CTV Atlantic - November 27, 2014
A new ferry is due to arrive in the Maritimes in a matter of days, but some worry about the chosen ship’s ability to handle the all-important commercial traffic between Nova Scotia and New Brunswick.
The new ferry – a $45-million purchase by the federal government – came from the Greek islands and will replace MV Princess of Acadia on the Digby, N.S. to Saint John run.
The vessel is faster than the old ferry and can accommodate more cars and passengers, but fewer trucks.
Horst Puff, a trucker hauling a load of Christmas trees from Nova Scotia to Rhode Island, said the ferry service saves truckers time and money.
“We have lots of runs of Christmas trees down to the States, down to New England states, down to Virginia Beach and so on, so it saves us … in one round trip up to 14 hours driving,” Horst said.
Truckers fear that during peak times, such as when they’re moving Nova Scotia seafood, some trucks will get left behind.
“There could be 20 to 25 (trucks) there on a busy day,” said trucker Chad Melanson.
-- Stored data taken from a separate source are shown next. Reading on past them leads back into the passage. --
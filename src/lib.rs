//! Arena Tactics combat core
//!
//! Grid-based combat AI for arena games: zone occupancy, per-entity zone
//! tracking, asynchronous A* path planning, ballistic lead tables and a
//! per-unit behavior state machine.
//!
//! # Features
//!
//! - `metrics_http` - tiny HTTP exporter for the core counters (enabled by default)

pub mod config;
pub mod game;
pub mod metrics;
pub mod util;
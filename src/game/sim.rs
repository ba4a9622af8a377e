//! In-memory reference unit
//!
//! `SimUnit` is the simplest thing that can stand behind an `Avatar`: it owns
//! a tracker, queues the commands its controller emits, and applies them at the
//! start of its next step with plain kinematics (no acceleration, axis-aligned
//! movement, walls stop it dead).

use std::sync::atomic::{AtomicU64, Ordering};
use std::sync::Arc;

use parking_lot::Mutex;
use tracing::trace;

use crate::game::commands::{CommandQueue, CommandSink, UnitCommand};
use crate::game::tracker::EntityTracker;
use crate::game::unit::{Avatar, WeaponSpec};
use crate::game::walk_map::WalkMap;
use crate::game::zone::Direction;
use crate::util::ids::EntityId;
use crate::util::vec2::Vec2;

#[derive(Debug)]
struct UnitState {
    facing: Direction,
    heading: Option<Direction>,
    speed_factor: f32,
    velocity: Vec2,
    alive: bool,
    weapon: Option<WeaponSpec>,
}

/// Command-driven unit living in a `World`
pub struct SimUnit {
    tracker: Arc<EntityTracker>,
    max_speed: Vec2,
    commands: CommandQueue,
    state: Mutex<UnitState>,
    shots: AtomicU64,
}

impl SimUnit {
    pub fn new(tracker: Arc<EntityTracker>, max_speed: Vec2, weapon: Option<WeaponSpec>) -> Self {
        Self {
            tracker,
            max_speed,
            commands: CommandQueue::default(),
            state: Mutex::new(UnitState {
                facing: Direction::Right,
                heading: None,
                speed_factor: 1.0,
                velocity: Vec2::ZERO,
                alive: true,
                weapon,
            }),
            shots: AtomicU64::new(0),
        }
    }

    /// Apply queued commands and advance one step of `dt` seconds. Returns
    /// true when the unit changed zone.
    pub fn step(&self, dt: f32, map: &WalkMap) -> bool {
        let commands = self.commands.drain();
        let velocity = {
            let mut state = self.state.lock();
            if !state.alive {
                state.velocity = Vec2::ZERO;
                return false;
            }
            for command in commands {
                self.apply(&mut state, command);
            }
            state.velocity = match state.heading {
                Some(heading) => heading.vector().mul_elem(self.max_speed) * state.speed_factor,
                None => Vec2::ZERO,
            };
            state.velocity
        };

        if velocity.is_zero(f32::EPSILON) {
            return false;
        }

        let geometry = self.tracker.geometry();
        let size = self.tracker.size();
        let max = (geometry.world_size() - size).max_elem(Vec2::ZERO);
        let next = (self.tracker.position() + velocity * dt).clamp_elem(Vec2::ZERO, max);

        if !map.is_walkable(geometry.nearest_zone(next)) {
            let mut state = self.state.lock();
            state.heading = None;
            state.velocity = Vec2::ZERO;
            return false;
        }
        self.tracker.update(next, size)
    }

    fn apply(&self, state: &mut UnitState, command: UnitCommand) {
        match command {
            UnitCommand::Move(direction) => {
                state.heading = Some(direction);
                state.facing = direction;
            }
            UnitCommand::Face(direction) => state.facing = direction,
            UnitCommand::SpeedFactor(factor) => state.speed_factor = factor.clamp(0.0, 1.0),
            UnitCommand::Fire => {
                if state.weapon.is_some() {
                    self.shots.fetch_add(1, Ordering::Relaxed);
                    trace!(unit = self.tracker.id(), facing = ?state.facing, "Shot fired");
                }
            }
            UnitCommand::Stop => {
                state.heading = None;
                state.speed_factor = 1.0;
            }
        }
    }

    pub fn kill(&self) {
        let mut state = self.state.lock();
        state.alive = false;
        state.heading = None;
        state.velocity = Vec2::ZERO;
    }

    pub fn set_weapon(&self, weapon: Option<WeaponSpec>) {
        self.state.lock().weapon = weapon;
    }

    /// Shots actually fired (commands received while armed)
    pub fn shots_fired(&self) -> u64 {
        self.shots.load(Ordering::Relaxed)
    }

    pub fn heading(&self) -> Option<Direction> {
        self.state.lock().heading
    }

    pub fn pending_commands(&self) -> usize {
        self.commands.pending_count()
    }
}

impl Avatar for SimUnit {
    fn id(&self) -> EntityId {
        self.tracker.id()
    }

    fn tracker(&self) -> &Arc<EntityTracker> {
        &self.tracker
    }

    fn speed(&self) -> Vec2 {
        self.state.lock().velocity
    }

    fn max_speed(&self) -> Vec2 {
        self.max_speed
    }

    fn facing(&self) -> Direction {
        self.state.lock().facing
    }

    fn weapon(&self) -> Option<WeaponSpec> {
        self.state.lock().weapon.clone()
    }

    fn is_alive(&self) -> bool {
        self.state.lock().alive
    }
}

impl CommandSink for SimUnit {
    fn send(&self, command: UnitCommand) {
        self.commands.send(command);
    }
}

impl std::fmt::Debug for SimUnit {
    fn fmt(&self, f: &mut std::fmt::Formatter<'_>) -> std::fmt::Result {
        f.debug_struct("SimUnit")
            .field("id", &self.tracker.id())
            .field("zone", &self.tracker.zone())
            .field("state", &*self.state.lock())
            .finish()
    }
}
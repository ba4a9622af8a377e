use crate::game::constants::{behavior, fire, grid, sim};

/// Arena configuration
#[derive(Debug, Clone)]
pub struct ArenaConfig {
    /// Grid width in cells
    pub cols: u32,
    /// Grid height in cells
    pub rows: u32,
    /// Square cell edge length in world units
    pub cell_size: f32,
    /// Simulation tick rate in Hz
    pub tick_rate: u32,
    /// Background worker threads (0 runs everything inline)
    pub workers: usize,
    /// Random probes before a spawn reservation gives up
    pub reserve_probes: u32,
    /// Cap on simulated projectile flight, seconds
    pub fire_time_cap: f32,
    /// Ticks between replans while a unit waits for a route
    pub replan_ticks: u32,
    /// RNG seed for spawns, patterns and wandering
    pub seed: u64,
    /// Metrics exporter port (0 disables it)
    pub metrics_port: u16,
    /// Stop the demo after this many ticks (0 runs until Ctrl-C)
    pub demo_ticks: u64,
}

impl Default for ArenaConfig {
    fn default() -> Self {
        Self {
            cols: grid::DEFAULT_COLS,
            rows: grid::DEFAULT_ROWS,
            cell_size: grid::DEFAULT_CELL_SIZE,
            tick_rate: sim::TICK_RATE,
            workers: 2,
            reserve_probes: grid::RESERVE_PROBES,
            fire_time_cap: fire::MAX_SIMULATED_TIME,
            replan_ticks: behavior::REPLAN_TICKS,
            seed: 7,
            metrics_port: 0,
            demo_ticks: 0,
        }
    }
}

/// Parse an environment variable into `target`, warning and keeping the
/// default when the value is malformed or rejected by `accept`.
fn env_override<T, F>(name: &str, target: &mut T, accept: F)
where
    T: std::str::FromStr,
    F: Fn(&T) -> bool,
{
    if let Ok(raw) = std::env::var(name) {
        match raw.trim().parse::<T>() {
            Ok(parsed) if accept(&parsed) => *target = parsed,
            Ok(_) => tracing::warn!("{} '{}' out of range, using default", name, raw),
            Err(_) => tracing::warn!("Invalid {} '{}', using default", name, raw),
        }
    }
}

impl ArenaConfig {
    /// Load config from environment or use defaults
    pub fn load_or_default() -> Self {
        let mut config = Self::default();

        env_override("ARENA_COLS", &mut config.cols, |v| (1..=1024).contains(v));
        env_override("ARENA_ROWS", &mut config.rows, |v| (1..=1024).contains(v));
        env_override("ARENA_CELL_SIZE", &mut config.cell_size, |v| *v > 0.0 && v.is_finite());
        env_override("ARENA_TICK_RATE", &mut config.tick_rate, |v| (1..=240).contains(v));
        env_override("ARENA_WORKERS", &mut config.workers, |v| *v <= 64);
        env_override("ARENA_RESERVE_PROBES", &mut config.reserve_probes, |v| *v > 0);
        env_override("ARENA_FIRE_TIME_CAP", &mut config.fire_time_cap, |v| *v > 0.0 && *v <= 60.0);
        env_override("ARENA_REPLAN_TICKS", &mut config.replan_ticks, |v| *v > 0);
        env_override("ARENA_SEED", &mut config.seed, |_| true);
        env_override("METRICS_PORT", &mut config.metrics_port, |_| true);
        env_override("ARENA_DEMO_TICKS", &mut config.demo_ticks, |_| true);

        config
    }

    /// Validate configuration after loading
    pub fn validate(&self) -> Result<(), String> {
        if self.cols == 0 || self.rows == 0 {
            return Err("Grid must have at least one row and one column".to_string());
        }
        if !(self.cell_size > 0.0) || !self.cell_size.is_finite() {
            return Err("cell_size must be a positive number".to_string());
        }
        if self.tick_rate == 0 {
            return Err("tick_rate must be at least 1".to_string());
        }
        if self.reserve_probes == 0 {
            return Err("reserve_probes must be at least 1".to_string());
        }
        if !(self.fire_time_cap > 0.0) {
            return Err("fire_time_cap must be positive".to_string());
        }
        if self.replan_ticks == 0 {
            return Err("replan_ticks must be at least 1".to_string());
        }
        Ok(())
    }

    /// Simulation step in seconds
    pub fn dt(&self) -> f32 {
        1.0 / self.tick_rate as f32
    }

    /// Projectile sampling step: a quarter of the simulation step
    pub fn sub_tick_dt(&self) -> f32 {
        self.dt() / sim::SUB_TICKS_PER_TICK as f32
    }
}
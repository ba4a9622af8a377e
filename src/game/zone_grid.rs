//! Zone occupancy index
//!
//! Fixed-size grid holding at most one live occupant per cell. Trackers flag
//! themselves dirty when their entity changes zone; `execute` re-places every
//! dirty tracker once per tick. Placement into a cell held by an occupant that
//! is itself waiting to move relocates that occupant first (cascading), so a
//! column of units advancing in lockstep does not collide with itself.
//!
//! Every read and write goes through a single `parking_lot::Mutex`, held only
//! for the duration of one call.

use std::sync::{Arc, Weak};

use parking_lot::Mutex;
use rand::Rng;
use smallvec::SmallVec;
use tracing::debug;

use crate::game::constants::grid::{MAX_RELOCATION_DEPTH, RESERVE_PROBES};
use crate::game::tracker::EntityTracker;
use crate::game::zone::{GridGeometry, Zone};
use crate::metrics::Metrics;
use crate::util::ids::EntityId;
use crate::util::vec2::Vec2;

/// Errors from grid placement and reservation
#[derive(Debug, Clone, PartialEq, Eq, thiserror::Error)]
pub enum ZoneError {
    #[error("Zone {0} is outside the grid")]
    ZoneOutOfRange(Zone),
    #[error("Zone {zone} is occupied by entity {occupant}")]
    ZoneCollision { zone: Zone, occupant: EntityId },
    #[error("No free zone available")]
    ZoneEmpty,
    #[error("Zone {0} is blocked")]
    ZoneBlocked(Zone),
}

/// Source of the set of currently occupied cells
pub trait OccupancyProvider: Send + Sync {
    fn occupied_zones(&self) -> Vec<Zone>;
}

#[derive(Debug, Clone)]
enum Cell {
    Empty,
    /// Held for a pending spawn
    Reserved,
    /// Permanently unavailable, such as a wall
    Blocked,
    Occupied {
        id: EntityId,
        tracker: Weak<EntityTracker>,
    },
}

impl Cell {
    #[inline]
    fn holds(&self, entity: EntityId) -> bool {
        matches!(self, Cell::Occupied { id, .. } if *id == entity)
    }

    /// Empty, or occupied by an entity that no longer exists
    #[inline]
    fn is_claimable(&self) -> bool {
        match self {
            Cell::Empty => true,
            Cell::Reserved | Cell::Blocked => false,
            Cell::Occupied { tracker, .. } => tracker.strong_count() == 0,
        }
    }
}

type RelocationChain = SmallVec<[EntityId; MAX_RELOCATION_DEPTH]>;

#[derive(Debug)]
struct GridCells {
    cells: Vec<Cell>,
    occupied: usize,
    reserved: usize,
    blocked: usize,
    /// Always `cells.len() - occupied - reserved - blocked`
    free: usize,
    /// Trackers re-placed by `execute`
    tracked: Vec<Weak<EntityTracker>>,
}

impl GridCells {
    fn new(count: usize) -> Self {
        Self {
            cells: vec![Cell::Empty; count],
            occupied: 0,
            reserved: 0,
            blocked: 0,
            free: count,
            tracked: Vec::new(),
        }
    }

    /// Replace a cell, keeping the counters in step
    fn set(&mut self, index: usize, cell: Cell) {
        match self.cells[index] {
            Cell::Empty => self.free -= 1,
            Cell::Reserved => self.reserved -= 1,
            Cell::Blocked => self.blocked -= 1,
            Cell::Occupied { .. } => self.occupied -= 1,
        }
        match cell {
            Cell::Empty => self.free += 1,
            Cell::Reserved => self.reserved += 1,
            Cell::Blocked => self.blocked += 1,
            Cell::Occupied { .. } => self.occupied += 1,
        }
        self.cells[index] = cell;
        debug_assert_eq!(
            self.free,
            self.cells.len() - self.occupied - self.reserved - self.blocked
        );
    }

    fn place(
        &mut self,
        geometry: &GridGeometry,
        tracker: &Arc<EntityTracker>,
        chain: &mut RelocationChain,
    ) -> Result<Zone, ZoneError> {
        let id = tracker.id();
        let (target, placed) = tracker.placement();
        let index = geometry
            .index(target)
            .ok_or(ZoneError::ZoneOutOfRange(target))?;

        if self.cells[index].holds(id) {
            tracker.mark_placed(target);
            return Ok(target);
        }
        if matches!(self.cells[index], Cell::Blocked) {
            return Err(ZoneError::ZoneBlocked(target));
        }

        chain.push(id);

        if let Cell::Occupied {
            id: occupant_id,
            tracker: occupant,
        } = self.cells[index].clone()
        {
            match occupant.upgrade() {
                Some(occupant) => {
                    let collision = ZoneError::ZoneCollision {
                        zone: target,
                        occupant: occupant_id,
                    };
                    let (wanted, _) = occupant.placement();
                    if !occupant.is_dirty()
                        || wanted == target
                        || chain.contains(&occupant_id)
                        || chain.len() >= MAX_RELOCATION_DEPTH
                    {
                        return Err(collision);
                    }
                    self.place(geometry, &occupant, chain).map_err(|_| collision)?;
                }
                None => self.set(index, Cell::Empty),
            }
        }

        if let Some(old_index) = placed.and_then(|z| geometry.index(z)) {
            if self.cells[old_index].holds(id) {
                self.set(old_index, Cell::Empty);
            }
        }

        self.set(
            index,
            Cell::Occupied {
                id,
                tracker: Arc::downgrade(tracker),
            },
        );
        tracker.mark_placed(target);
        Ok(target)
    }

    /// Drop dead trackers from the registry and free the cells they held
    fn prune_dead(&mut self) -> usize {
        let before = self.tracked.len();
        self.tracked.retain(|t| t.strong_count() > 0);
        let pruned = before - self.tracked.len();

        if pruned > 0 {
            for index in 0..self.cells.len() {
                if let Cell::Occupied { tracker, .. } = &self.cells[index] {
                    if tracker.strong_count() == 0 {
                        self.set(index, Cell::Empty);
                    }
                }
            }
        }
        pruned
    }
}

/// Shared zone occupancy grid
pub struct ZoneGrid {
    geometry: GridGeometry,
    reserve_probes: u32,
    inner: Mutex<GridCells>,
    metrics: Arc<Metrics>,
}

impl ZoneGrid {
    pub fn new(geometry: GridGeometry) -> Self {
        Self {
            geometry,
            reserve_probes: RESERVE_PROBES,
            inner: Mutex::new(GridCells::new(geometry.cell_count())),
            metrics: Arc::new(Metrics::new()),
        }
    }

    pub fn with_reserve_probes(mut self, probes: u32) -> Self {
        self.reserve_probes = probes.max(1);
        self
    }

    pub fn with_metrics(mut self, metrics: Arc<Metrics>) -> Self {
        self.metrics = metrics;
        self
    }

    #[inline]
    pub fn geometry(&self) -> &GridGeometry {
        &self.geometry
    }

    /// Zone containing `point`, clamped into the grid
    #[inline]
    pub fn to_zone(&self, point: Vec2) -> Zone {
        self.geometry.to_zone(point)
    }

    /// Zone whose anchor is nearest to `point`, clamped into the grid
    #[inline]
    pub fn nearest_zone(&self, point: Vec2) -> Zone {
        self.geometry.nearest_zone(point)
    }

    /// Register a tracker for tick-time re-placement
    pub fn track(&self, tracker: &Arc<EntityTracker>) {
        let mut inner = self.inner.lock();
        let ptr = Arc::as_ptr(tracker);
        if !inner.tracked.iter().any(|t| t.as_ptr() == ptr) {
            inner.tracked.push(Arc::downgrade(tracker));
        }
    }

    /// Put an entity into the zone its tracker reports
    pub fn place(&self, tracker: &Arc<EntityTracker>) -> Result<Zone, ZoneError> {
        let mut inner = self.inner.lock();
        let mut chain = RelocationChain::new();
        inner.place(&self.geometry, tracker, &mut chain)
    }

    /// Clear an entity from the grid and stop tracking it. Falls back to a
    /// full scan when the tracker's idea of its cell is out of date.
    pub fn remove(&self, tracker: &EntityTracker) {
        let mut inner = self.inner.lock();
        let id = tracker.id();
        let (_, placed) = tracker.placement();

        let cleared = match placed.and_then(|z| self.geometry.index(z)) {
            Some(index) if inner.cells[index].holds(id) => {
                inner.set(index, Cell::Empty);
                true
            }
            _ => false,
        };

        if !cleared {
            for index in 0..inner.cells.len() {
                if inner.cells[index].holds(id) {
                    inner.set(index, Cell::Empty);
                }
            }
        }

        let ptr = tracker as *const EntityTracker;
        inner.tracked.retain(|t| t.as_ptr() != ptr);
        tracker.mark_removed();
    }

    /// Reserve a random free cell for a spawn and return its anchor
    pub fn reserve_random_free_cell<R: Rng>(&self, rng: &mut R) -> Result<Vec2, ZoneError> {
        let mut inner = self.inner.lock();
        if inner.free == 0 && !inner.cells.iter().any(Cell::is_claimable) {
            return Err(ZoneError::ZoneEmpty);
        }

        let count = inner.cells.len();
        for _ in 0..self.reserve_probes {
            let index = rng.gen_range(0..count);
            if inner.cells[index].is_claimable() {
                inner.set(index, Cell::Reserved);
                return Ok(self.geometry.anchor(self.geometry.zone_at(index)));
            }
        }

        Err(ZoneError::ZoneEmpty)
    }

    /// Reserve a specific cell
    pub fn reserve(&self, zone: Zone) -> Result<(), ZoneError> {
        let mut inner = self.inner.lock();
        let index = self
            .geometry
            .index(zone)
            .ok_or(ZoneError::ZoneOutOfRange(zone))?;
        match &inner.cells[index] {
            Cell::Reserved => Ok(()),
            Cell::Blocked => Err(ZoneError::ZoneBlocked(zone)),
            Cell::Occupied { id, tracker } if tracker.strong_count() > 0 => {
                Err(ZoneError::ZoneCollision { zone, occupant: *id })
            }
            _ => {
                inner.set(index, Cell::Reserved);
                Ok(())
            }
        }
    }

    /// Take a cell out of play for good. A live occupant keeps the cell.
    pub fn block(&self, zone: Zone) -> Result<(), ZoneError> {
        let mut inner = self.inner.lock();
        let index = self
            .geometry
            .index(zone)
            .ok_or(ZoneError::ZoneOutOfRange(zone))?;
        match &inner.cells[index] {
            Cell::Blocked => Ok(()),
            Cell::Occupied { id, tracker } if tracker.strong_count() > 0 => {
                Err(ZoneError::ZoneCollision { zone, occupant: *id })
            }
            _ => {
                inner.set(index, Cell::Blocked);
                Ok(())
            }
        }
    }

    /// Return a reserved cell to empty. No-op for any other cell state.
    pub fn release(&self, zone: Zone) {
        let mut inner = self.inner.lock();
        if let Some(index) = self.geometry.index(zone) {
            if matches!(inner.cells[index], Cell::Reserved) {
                inner.set(index, Cell::Empty);
            }
        }
    }

    /// Re-place every tracked entity whose tracker is dirty. Failures leave
    /// the tracker dirty for the next tick. Returns how many were placed.
    pub fn execute(&self) -> usize {
        let mut inner = self.inner.lock();
        inner.prune_dead();

        let trackers: Vec<Arc<EntityTracker>> =
            inner.tracked.iter().filter_map(Weak::upgrade).collect();

        let mut placed = 0;
        for tracker in trackers {
            if !tracker.is_dirty() {
                continue;
            }
            let mut chain = RelocationChain::new();
            match inner.place(&self.geometry, &tracker, &mut chain) {
                Ok(_) => placed += 1,
                Err(e) => {
                    debug!(entity = tracker.id(), "Deferred placement: {}", e);
                    self.metrics.record_zone_collision();
                }
            }
        }
        placed
    }

    /// Live occupant of a zone
    pub fn occupant(&self, zone: Zone) -> Option<EntityId> {
        let inner = self.inner.lock();
        let index = self.geometry.index(zone)?;
        match &inner.cells[index] {
            Cell::Occupied { id, tracker } if tracker.strong_count() > 0 => Some(*id),
            _ => None,
        }
    }

    pub fn is_reserved(&self, zone: Zone) -> bool {
        let inner = self.inner.lock();
        self.geometry
            .index(zone)
            .map_or(false, |i| matches!(inner.cells[i], Cell::Reserved))
    }

    pub fn is_blocked(&self, zone: Zone) -> bool {
        let inner = self.inner.lock();
        self.geometry
            .index(zone)
            .map_or(false, |i| matches!(inner.cells[i], Cell::Blocked))
    }

    pub fn free_cells(&self) -> usize {
        self.inner.lock().free
    }

    pub fn occupied_cells(&self) -> usize {
        self.inner.lock().occupied
    }

    pub fn reserved_cells(&self) -> usize {
        self.inner.lock().reserved
    }

    pub fn blocked_cells(&self) -> usize {
        self.inner.lock().blocked
    }

    pub fn tracked_count(&self) -> usize {
        self.inner.lock().tracked.len()
    }
}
“If there’s a lot of car traffic, well then the trucks don’t get to go on right, so it makes it hard to make a living there when we have to drive around with one driver.”
Saint John MP Rodney Weston told CTV News on Thursday the new ferry will meet the needs of both tourists and truckers the vast majority of the time.
He said when there’s heavy demand from the trucking industry, extra crossings will be considered.
Truckers say Nova Scotia’s fishing industry depends on it.
“It if handles less trucks, in the busy season, in the lobster season, they should run twice a day,” said trucker Brian Wentzell.
The new ferry is currently making its way across the Atlantic Ocean, and is expected to arrive in Saint John early next week.
From there, it will go to Digby for an extensive refit.
The new ferry is expected to go into service in time for next year’s tourism season, but a specific date has yet to be announced.